O capitalismo é o único sistema que temos e não temos nada que o substitua. O que precisamos é que seja ético.
Mário Soares ao Expresso, 30.01.2011
Mário Soares faz desta vez um diagnóstico correcto embora conclua pela resignação. A esquerda em Portugal está refém desta ideia mesmo quando se recusa a reconhecê-lo, mesmo quando usa uma linguagem radical para o encobrir.
O capitalismo, tomado como um monstro de mil cabeças, remete a acção política para o campo da mitologia, e a história eleitoral portuguesa mostra que a esquerda está condenada, como Sísifo, a carregar o pedregulho desde o sopé uma e outra vez.
Melhor seria usar uma definição mais operativa do capitalismo.

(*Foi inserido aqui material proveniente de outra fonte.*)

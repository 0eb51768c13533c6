//! Retrieval error types

use core_kernel::PortError;
use thiserror::Error;

/// Errors raised while loading or querying the evidence index
#[derive(Debug, Error)]
pub enum RetrievalError {
    /// The artifact directory or one of its files is unusable
    #[error("Evidence index artifact error: {0}")]
    Artifact(String),

    /// An artifact file could not be read
    #[error("Failed to read {path}: {source}")]
    Io {
        path: String,
        #[source]
        source: std::io::Error,
    },

    /// Clause metadata could not be parsed
    #[error("Malformed clause metadata: {0}")]
    Metadata(#[from] serde_json::Error),

    /// The query vector does not match the index dimension
    #[error("Embedding dimension mismatch: index has {expected}, query has {actual}")]
    DimensionMismatch { expected: usize, actual: usize },

    /// The embedding collaborator failed
    #[error("Query embedding failed: {0}")]
    Embedding(#[from] PortError),
}

impl RetrievalError {
    pub fn artifact(message: impl Into<String>) -> Self {
        RetrievalError::Artifact(message.into())
    }

    pub fn io(path: impl Into<String>, source: std::io::Error) -> Self {
        RetrievalError::Io {
            path: path.into(),
            source,
        }
    }
}
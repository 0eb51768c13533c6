//! Claim orchestration pipeline
//!
//! Sequences image inference, keyword extraction, clause retrieval, rule
//! evaluation, tabular enrichment, explanation generation, and persistence
//! for one claim. Stages 2-7 degrade to safe defaults on failure; the
//! initial checkpoint write and the final atomic persistence are the only
//! failures surfaced to the caller.

use std::path::Path;
use std::sync::Arc;

use thiserror::Error;

use core_kernel::{ClaimId, PortError, UserId};
use domain_retrieval::{ClauseRecord, RetrievalEngine, RetrievalResult};

use crate::claim::Claim;
use crate::decision::{decide, Decision};
use crate::error::ClaimError;
use crate::features::tabular_features;
use crate::image::ImageFindings;
use crate::ports::{
    ClaimArtifacts, ClaimStore, ExplanationGenerator, ExplanationRecord, ExplanationRequest,
    ImageAnalyzer, ImageRecord, KeywordExtraction, KeywordExtractor, PredictionOutcome,
    SurveyRecord, TabularPredictor, FALLBACK_EXPLANATION,
};
use crate::stage::degrade;
use crate::survey::SurveyFacts;

/// How many clauses (primary first, then secondary) feed the explanation
pub const SELECTED_CLAUSES: usize = 5;

/// Raw claim input consumed by the pipeline
#[derive(Debug, Clone)]
pub struct ClaimInput {
    pub user_id: Option<UserId>,
    pub insurer: String,
    pub policy_category: String,
    pub description: String,
    pub survey: SurveyFacts,
    pub image_refs: Vec<String>,
}

/// Assembled result of one processing attempt
#[derive(Debug, Clone)]
pub struct ClaimOutcome {
    pub claim_id: ClaimId,
    pub decision: Decision,
    pub keywords: KeywordExtraction,
    pub clauses_used: Vec<ClauseRecord>,
    pub explanation: String,
    pub image_findings: Option<ImageFindings>,
}

/// Fatal pipeline failures
#[derive(Debug, Error)]
pub enum ProcessError {
    /// The initial claim checkpoint could not be written
    #[error("Failed to checkpoint claim: {0}")]
    Checkpoint(#[source] PortError),

    /// The final persistence commit failed; the claim was marked `ERROR`
    #[error("Failed to persist claim {claim_id}: {source}")]
    Persistence {
        claim_id: ClaimId,
        #[source]
        source: PortError,
    },

    #[error(transparent)]
    InvalidState(#[from] ClaimError),
}

/// The top-level per-claim pipeline.
///
/// Holds only shared read-only collaborators, so one processor serves any
/// number of concurrent claims; ordering within one claim is strictly
/// sequential.
pub struct ClaimProcessor {
    image_analyzer: Arc<dyn ImageAnalyzer>,
    keyword_extractor: Arc<dyn KeywordExtractor>,
    retrieval: Arc<RetrievalEngine>,
    tabular: Arc<dyn TabularPredictor>,
    explainer: Arc<dyn ExplanationGenerator>,
    store: Arc<dyn ClaimStore>,
}

impl ClaimProcessor {
    pub fn new(
        image_analyzer: Arc<dyn ImageAnalyzer>,
        keyword_extractor: Arc<dyn KeywordExtractor>,
        retrieval: Arc<RetrievalEngine>,
        tabular: Arc<dyn TabularPredictor>,
        explainer: Arc<dyn ExplanationGenerator>,
        store: Arc<dyn ClaimStore>,
    ) -> Self {
        Self {
            image_analyzer,
            keyword_extractor,
            retrieval,
            tabular,
            explainer,
            store,
        }
    }

    /// Processes one claim end to end and persists the outcome.
    ///
    /// A claim whose degradable stages all failed still resolves to a
    /// coherent decision and explanation; only checkpoint or persistence
    /// failures return an error.
    pub async fn process(&self, input: ClaimInput) -> Result<ClaimOutcome, ProcessError> {
        let ClaimInput {
            user_id,
            insurer,
            policy_category,
            description,
            mut survey,
            image_refs,
        } = input;

        // Durable checkpoint before any heavy work
        let mut claim = Claim::received(
            user_id,
            insurer.clone(),
            policy_category.clone(),
            description.clone(),
        );
        claim.begin_processing()?;
        self.store
            .create_processing(&claim)
            .await
            .map_err(ProcessError::Checkpoint)?;
        let claim_id = claim.id;
        tracing::info!(
            claim_id = %claim_id,
            insurer = %insurer,
            policy_category = %policy_category,
            "claim checkpointed, processing"
        );

        let image_findings = if image_refs.is_empty() {
            None
        } else {
            Some(
                degrade(
                    "image_inference",
                    claim_id,
                    ImageFindings::inconclusive("Image analysis unavailable"),
                    self.image_analyzer.analyze(&image_refs),
                )
                .await,
            )
        };

        let keywords = degrade(
            "keyword_extraction",
            claim_id,
            KeywordExtraction::default(),
            self.keyword_extractor.extract(&description),
        )
        .await;

        let query = build_query(&description, &keywords.keywords);
        let retrieval = degrade(
            "clause_retrieval",
            claim_id,
            RetrievalResult::default(),
            self.retrieval
                .reason_aware(&query, &insurer, &policy_category),
        )
        .await;

        // Pure rule evaluation - never fails
        let neutral = ImageFindings::default();
        let decision = decide(&survey, image_findings.as_ref().unwrap_or(&neutral));

        if !survey.has_prediction() {
            self.enrich_with_prediction(claim_id, &mut survey).await;
        }

        let clauses_used: Vec<ClauseRecord> =
            retrieval.combined().take(SELECTED_CLAUSES).cloned().collect();
        let explanation = degrade(
            "explanation_generation",
            claim_id,
            FALLBACK_EXPLANATION.to_string(),
            self.explainer.explain(ExplanationRequest {
                insurer: &insurer,
                policy_category: &policy_category,
                reasons: &decision.reasons,
                clauses: &clauses_used,
                image_findings: image_findings.as_ref(),
            }),
        )
        .await;

        claim.finalize(&decision)?;

        let artifacts = ClaimArtifacts {
            decision: decision.clone(),
            survey: SurveyRecord {
                prediction: survey.prediction.clone(),
                probability: survey.probability,
                payload: survey,
            },
            images: image_findings
                .as_ref()
                .map(|findings| {
                    image_refs
                        .iter()
                        .map(|image_ref| ImageRecord {
                            filename: file_name(image_ref),
                            findings: findings.clone(),
                        })
                        .collect()
                })
                .unwrap_or_default(),
            explanation: ExplanationRecord {
                extracted_keywords: keywords.clone(),
                clauses_used: clauses_used.clone(),
                explanation_text: explanation.clone(),
            },
        };

        if let Err(source) = self.store.finalize(claim_id, &artifacts).await {
            tracing::error!(claim_id = %claim_id, error = %source, "claim persistence failed");
            if let Err(mark) = self.store.mark_error(claim_id).await {
                tracing::error!(claim_id = %claim_id, error = %mark, "failed to mark claim ERROR");
            }
            return Err(ProcessError::Persistence { claim_id, source });
        }

        tracing::info!(
            claim_id = %claim_id,
            decision = %decision.final_decision,
            risk = %decision.risk_level,
            "claim processed"
        );

        Ok(ClaimOutcome {
            claim_id,
            decision,
            keywords,
            clauses_used,
            explanation,
            image_findings,
        })
    }

    /// Derives a tabular-model verdict for surveys submitted without one and
    /// merges it into the payload. Collaborator failures leave the
    /// prediction null; a structured missing-fields response is logged, not
    /// raised.
    async fn enrich_with_prediction(&self, claim_id: ClaimId, survey: &mut SurveyFacts) {
        let features = tabular_features(survey);
        let outcome = degrade("tabular_prediction", claim_id, None, async {
            self.tabular.predict(&features).await.map(Some)
        })
        .await;

        match outcome {
            Some(PredictionOutcome::Scored {
                prediction,
                probability,
            }) => survey.apply_prediction(prediction, probability),
            Some(PredictionOutcome::MissingFields { required, missing }) => {
                tracing::warn!(
                    claim_id = %claim_id,
                    ?missing,
                    "tabular model reported missing fields, leaving prediction null"
                );
                // Surfaced through the persisted payload, as a structured
                // result rather than an error
                survey
                    .extra
                    .insert("error".to_string(), "missing required fields".into());
                survey
                    .extra
                    .insert("required_fields".to_string(), required.into());
                survey
                    .extra
                    .insert("missing_fields".to_string(), missing.into());
            }
            None => {}
        }
    }
}

/// Retrieval query: the description concatenated with extracted keywords,
/// or the bare description when extraction produced nothing.
fn build_query(description: &str, keywords: &[String]) -> String {
    let joined = keywords.join(" ");
    let mut parts: Vec<&str> = Vec::new();
    if !description.is_empty() {
        parts.push(description);
    }
    if !joined.is_empty() {
        parts.push(&joined);
    }
    if parts.is_empty() {
        description.to_string()
    } else {
        parts.join(" ")
    }
}

fn file_name(image_ref: &str) -> String {
    Path::new(image_ref)
        .file_name()
        .map(|name| name.to_string_lossy().into_owned())
        .unwrap_or_else(|| image_ref.to_string())
}

#[cfg(test)]
mod tests {
    use super::*;

    #[test]
    fn test_build_query_appends_keywords() {
        let keywords = vec!["bumper".to_string(), "dent".to_string()];
        assert_eq!(
            build_query("hit a divider", &keywords),
            "hit a divider bumper dent"
        );
    }

    #[test]
    fn test_build_query_bare_description_without_keywords() {
        assert_eq!(build_query("hit a divider", &[]), "hit a divider");
    }

    #[test]
    fn test_file_name_strips_directories() {
        assert_eq!(file_name("uploads/2024/crash.jpg"), "crash.jpg");
        assert_eq!(file_name("crash.jpg"), "crash.jpg");
    }
}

Trata-se simplesmente de um modo de produção que se baseia na produção de mercadorias em troca de um salário.
Marx dizia já em 1865, dirigindo-se à classe operária: Em vez do motto conservador "salário diário justo para um trabalho diário justo" deverá inscrever na sua bandeira a palavra de ordem revolucionária "Abolição do sistema de salários!".
Não faz qualquer sentido exigir um capitalismo com ética.

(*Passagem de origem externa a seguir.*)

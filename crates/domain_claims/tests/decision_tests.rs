//! Decision engine tests

use proptest::prelude::*;

use domain_claims::{
    decide, Claimability, FinalDecision, ImageFindings, RiskLevel, SurveyFacts,
};
use test_utils::{ImageFindingsBuilder, SurveyFactsBuilder};

#[test]
fn test_all_clear_is_approved_low() {
    let survey = SurveyFactsBuilder::clean().build();
    let image = ImageFindingsBuilder::claimable().build();

    let decision = decide(&survey, &image);

    assert_eq!(decision.final_decision, FinalDecision::Approved);
    assert_eq!(decision.risk_level, RiskLevel::Low);
    assert_eq!(decision.reasons, vec!["All checks passed"]);
}

#[test]
fn test_empty_inputs_fire_no_rules() {
    let decision = decide(&SurveyFacts::default(), &ImageFindings::default());

    assert_eq!(decision.final_decision, FinalDecision::Approved);
    assert_eq!(decision.risk_level, RiskLevel::Low);
    assert_eq!(decision.reasons, vec!["All checks passed"]);
}

#[test]
fn test_not_claimable_image_rejects_despite_clean_survey() {
    let survey = SurveyFactsBuilder::clean().build();
    let image = ImageFindingsBuilder::new()
        .with_claimability(Claimability::NotClaimable)
        .with_final_reason("Only small scratches/dents detected")
        .build();

    let decision = decide(&survey, &image);

    assert_eq!(decision.final_decision, FinalDecision::Rejected);
    assert_eq!(decision.risk_level, RiskLevel::High);
    assert_eq!(decision.reasons, vec!["Only small scratches/dents detected"]);
}

#[test]
fn test_not_claimable_without_stated_reason_uses_default() {
    let image = ImageFindingsBuilder::new()
        .with_claimability(Claimability::NotClaimable)
        .build();

    let decision = decide(&SurveyFacts::default(), &image);

    assert_eq!(decision.reasons, vec!["Damage criteria not met"]);
}

#[test]
fn test_requires_review_image_is_medium_risk() {
    let image = ImageFindingsBuilder::new()
        .with_claimability(Claimability::RequiresReview)
        .build();

    let decision = decide(&SurveyFactsBuilder::clean().build(), &image);

    assert_eq!(decision.final_decision, FinalDecision::RequiresReview);
    assert_eq!(decision.risk_level, RiskLevel::Medium);
    assert_eq!(decision.reasons, vec!["Image evidence requires manual review"]);
}

#[test]
fn test_expired_policy_rejects() {
    let survey = SurveyFactsBuilder::new().with_claimable_policy(false).build();

    let decision = decide(&survey, &ImageFindings::default());

    assert_eq!(decision.final_decision, FinalDecision::Rejected);
    assert_eq!(decision.risk_level, RiskLevel::High);
    assert!(decision.reasons.contains(&"Policy expired or invalid".to_string()));
}

#[test]
fn test_alcohol_intoxication_rejects() {
    let survey = SurveyFactsBuilder::clean().with_alcohol_intoxicated(true).build();
    let image = ImageFindingsBuilder::claimable().build();

    let decision = decide(&survey, &image);

    assert_eq!(decision.final_decision, FinalDecision::Rejected);
    assert_eq!(decision.risk_level, RiskLevel::High);
    assert!(decision
        .reasons
        .contains(&"Driver Alcohol Intoxication Detected".to_string()));
}

#[test]
fn test_legacy_prediction_rejects() {
    let survey = SurveyFactsBuilder::clean().with_prediction("REJECTED", 0.12).build();

    let decision = decide(&survey, &ImageFindings::default());

    assert_eq!(decision.final_decision, FinalDecision::Rejected);
    assert!(decision.reasons.contains(&"Survey risk factors failed".to_string()));
}

#[test]
fn test_reasons_accumulate_in_rule_order() {
    let survey = SurveyFactsBuilder::new()
        .with_alcohol_intoxicated(true)
        .with_driver_license_valid(false)
        .build();

    let decision = decide(&survey, &ImageFindings::default());

    assert_eq!(
        decision.reasons,
        vec!["Driver Alcohol Intoxication Detected", "Driver license invalid"]
    );
    assert_eq!(decision.final_decision, FinalDecision::Rejected);
}

#[test]
fn test_later_rules_overwrite_review_verdict() {
    // Requires-review image followed by a rejecting survey rule: the
    // verdict and risk are overwritten, both reasons remain.
    let survey = SurveyFactsBuilder::new().with_claimable_policy(false).build();
    let image = ImageFindingsBuilder::new()
        .with_claimability(Claimability::RequiresReview)
        .build();

    let decision = decide(&survey, &image);

    assert_eq!(decision.final_decision, FinalDecision::Rejected);
    assert_eq!(decision.risk_level, RiskLevel::High);
    assert_eq!(
        decision.reasons,
        vec![
            "Image evidence requires manual review",
            "Policy expired or invalid"
        ]
    );
}

proptest! {
    /// An invalid policy rejects at high risk regardless of every other field.
    #[test]
    fn prop_invalid_policy_always_rejects(
        alcohol in any::<Option<bool>>(),
        license in any::<Option<bool>>(),
        claimable_image in any::<bool>(),
        prediction_rejected in any::<bool>(),
    ) {
        let mut builder = SurveyFactsBuilder::new().with_claimable_policy(false);
        if let Some(value) = alcohol {
            builder = builder.with_alcohol_intoxicated(value);
        }
        if let Some(value) = license {
            builder = builder.with_driver_license_valid(value);
        }
        if prediction_rejected {
            builder = builder.with_prediction("REJECTED", 0.2);
        }
        let image = if claimable_image {
            ImageFindingsBuilder::claimable().build()
        } else {
            ImageFindings::default()
        };

        let decision = decide(&builder.build(), &image);

        prop_assert_eq!(decision.final_decision, FinalDecision::Rejected);
        prop_assert_eq!(decision.risk_level, RiskLevel::High);
    }

    /// A not-claimable image rejects at high risk regardless of the survey.
    #[test]
    fn prop_not_claimable_image_always_rejects(
        claimable_policy in any::<Option<bool>>(),
        alcohol in any::<Option<bool>>(),
    ) {
        let mut builder = SurveyFactsBuilder::new();
        if let Some(value) = claimable_policy {
            builder = builder.with_claimable_policy(value);
        }
        if let Some(value) = alcohol {
            builder = builder.with_alcohol_intoxicated(value);
        }
        let image = ImageFindingsBuilder::new()
            .with_claimability(Claimability::NotClaimable)
            .build();

        let decision = decide(&builder.build(), &image);

        prop_assert_eq!(decision.final_decision, FinalDecision::Rejected);
        prop_assert_eq!(decision.risk_level, RiskLevel::High);
    }

    /// Reasons are never empty and the default verdict only appears alone.
    #[test]
    fn prop_reasons_never_empty(
        claimable_policy in any::<Option<bool>>(),
        alcohol in any::<Option<bool>>(),
        license in any::<Option<bool>>(),
    ) {
        let mut builder = SurveyFactsBuilder::new();
        if let Some(value) = claimable_policy {
            builder = builder.with_claimable_policy(value);
        }
        if let Some(value) = alcohol {
            builder = builder.with_alcohol_intoxicated(value);
        }
        if let Some(value) = license {
            builder = builder.with_driver_license_valid(value);
        }

        let decision = decide(&builder.build(), &ImageFindings::default());

        prop_assert!(!decision.reasons.is_empty());
        if decision.reasons.contains(&"All checks passed".to_string()) {
            prop_assert_eq!(decision.reasons.len(), 1);
            prop_assert_eq!(decision.final_decision, FinalDecision::Approved);
        }
    }
}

Enquanto a esquerda não recusar a inevitabilidade da empresa capitalista como forma de produzir, e não deixar de exigir emprego assalariado, nunca conseguirá sair do círculo vicioso.

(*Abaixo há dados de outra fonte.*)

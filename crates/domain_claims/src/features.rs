//! Survey-to-tabular-model feature mapping
//!
//! The claim wizard submits camelCase nested sections; the tabular model
//! expects a flat snake_case feature map with the damaged-parts array
//! encoded as 0/1 flags.

use serde_json::Value;

use crate::survey::{SectionMap, SurveyFacts};

const KEY_MAP: [(&str, &str); 8] = [
    ("carAge", "car_age"),
    ("driverAge", "driver_age"),
    ("accidentTime", "accident_time"),
    ("locationType", "location_type"),
    ("accidentType", "accident_type"),
    ("previousClaims", "previous_claims"),
    ("policeReport", "police_report"),
    ("driverAtFault", "driver_at_fault"),
];

const DAMAGE_FLAGS: [(&str, &str); 4] = [
    ("Damage Front", "damage_front"),
    ("Damage Rear", "damage_rear"),
    ("Damage Left", "damage_left_side"),
    ("Damage Right", "damage_right_side"),
];

/// Remaps known survey fields into the tabular collaborator's input shape.
pub fn tabular_features(survey: &SurveyFacts) -> SectionMap {
    let flat = survey.flattened();
    let mut features = SectionMap::new();

    for (source, target) in KEY_MAP {
        if let Some(value) = flat.get(source) {
            features.insert(target.to_string(), value.clone());
        }
    }

    let damage_parts: Vec<&str> = flat
        .get("damageParts")
        .and_then(Value::as_array)
        .map(|parts| parts.iter().filter_map(Value::as_str).collect())
        .unwrap_or_default();
    for (part, flag) in DAMAGE_FLAGS {
        let present = damage_parts.iter().any(|p| *p == part);
        features.insert(flag.to_string(), Value::from(if present { 1 } else { 0 }));
    }

    features
}

#[cfg(test)]
mod tests {
    use super::*;
    use serde_json::json;

    #[test]
    fn test_renames_known_keys() {
        let survey = SurveyFacts::from_value(json!({
            "vehicleDetails": {"carAge": 7},
            "incidentDetails": {"accidentTime": "22:30", "locationType": "highway"},
            "accidentSpecifics": {"driverAtFault": false}
        }));
        let features = tabular_features(&survey);
        assert_eq!(features["car_age"], 7);
        assert_eq!(features["accident_time"], "22:30");
        assert_eq!(features["location_type"], "highway");
        assert_eq!(features["driver_at_fault"], false);
    }

    #[test]
    fn test_damage_parts_encode_to_flags() {
        let survey = SurveyFacts::from_value(json!({
            "accidentSpecifics": {"damageParts": ["Damage Front", "Damage Left"]}
        }));
        let features = tabular_features(&survey);
        assert_eq!(features["damage_front"], 1);
        assert_eq!(features["damage_rear"], 0);
        assert_eq!(features["damage_left_side"], 1);
        assert_eq!(features["damage_right_side"], 0);
    }

    #[test]
    fn test_empty_survey_still_yields_flags() {
        let features = tabular_features(&SurveyFacts::default());
        assert_eq!(features.len(), DAMAGE_FLAGS.len());
        assert_eq!(features["damage_front"], 0);
    }

    #[test]
    fn test_unknown_keys_are_dropped() {
        let survey = SurveyFacts::from_value(json!({
            "vehicleDetails": {"paintColor": "red", "carAge": 2}
        }));
        let features = tabular_features(&survey);
        assert!(!features.contains_key("paintColor"));
        assert!(!features.contains_key("paint_color"));
        assert_eq!(features["car_age"], 2);
    }
}
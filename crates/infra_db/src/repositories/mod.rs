//! Repository implementations

pub mod claims;

pub use claims::ClaimsRepository;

Mas não se consegue detectar nenhum esforço da esquerda para propor novas formas de organização dos trabalhadores no acto de produzir.
Em alternativa ao capitalismo a esquerda actual só concebe a omnipresença do Estado como empregador universal. Mas o Estado, como a história mostra, não é o zelador mítico do "interesse comum"; em cada momento é apenas uma mistura conjuntural de clãs ideológicos, grupos de interesses e mafias burocráticas.